THE RECORDS -
»»

// Copyright (C) 2021 Andreas Doerr
// SPDX-License-Identifier: Apache-2.0

// Licensed under the Apache License, Version 2.0 (the "License");
// you may not use this file except in compliance with the License.
// You may obtain a copy of the License at
//
// 	http://www.apache.org/licenses/LICENSE-2.0
//
// Unless required by applicable law or agreed to in writing, software
// distributed under the License is distributed on an "AS IS" BASIS,
// WITHOUT WARRANTIES OR CONDITIONS OF ANY KIND, either express or implied.
// See the License for the specific language governing permissions and
// limitations under the License.

//! Merkle Proof for a MMR path

use codec::{Decode, Encode};

use crate::{
    hash::{merge_hashes, Hash},
    utils::{get_peaks, parent_offset, pos_height_in_tree, pos_in_peaks},
};

#[cfg(test)]
#[path = "proof_tests.rs"]
mod tests;

/// Positional membership proof for a single leaf.
///
/// The path contains the sibling hashes up to the enclosing peak, then the
/// bagged hash of the peaks to the right (if any), then the left peaks from
/// right to left.
#[derive(Clone, Debug, PartialEq, Eq, Encode, Decode)]
pub struct MerkleProof {
    pub mmr_size: u64,
    pub path: Vec<Hash>,
}

impl Default for MerkleProof {
    fn default() -> Self {
        MerkleProof::new()
    }
}

impl MerkleProof {
    pub fn new() -> MerkleProof {
        MerkleProof {
            mmr_size: 0,
            path: Vec::default(),
        }
    }

    /// Verify that the leaf with `leaf_hash` is a MMR node at position
    /// `pos` given the root hash `root`.
    ///
    /// Peak bagging keeps the asymmetry of the root computation: the
    /// accumulated hash is the first merge argument at the last peak and
    /// the second one everywhere else.
    pub fn verify(&self, root: Hash, pos: u64, leaf_hash: Hash) -> bool {
        let peaks = get_peaks(self.mmr_size);

        let last_peak = match peaks.last() {
            Some(&p) => p,
            None => return false,
        };

        let mut pos = pos;
        let mut hash = leaf_hash;
        let mut height = 0;

        for proof in &self.path {
            // bagging peaks
            if pos_in_peaks(pos, &peaks) {
                if pos == last_peak {
                    hash = merge_hashes(&hash, proof);
                } else {
                    hash = merge_hashes(proof, &hash);
                    pos = last_peak;
                }
                continue;
            }

            // merkle path
            let pos_height = pos_height_in_tree(pos);
            let next_height = pos_height_in_tree(pos + 1);

            if next_height > pos_height {
                // we are the right child
                hash = merge_hashes(proof, &hash);
                pos += 1;
            } else {
                // we are the left child
                hash = merge_hashes(&hash, proof);
                pos += parent_offset(height);
            }

            height += 1;
        }

        hash == root
    }
}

««

TASK TO CARRY OUT -
If the word "Decode" is on a line above, return that line.

WRITTEN SOLUTION -
use codec::{Decode, Encode};
#[derive(Clone, Debug, PartialEq, Eq, Encode, Decode)]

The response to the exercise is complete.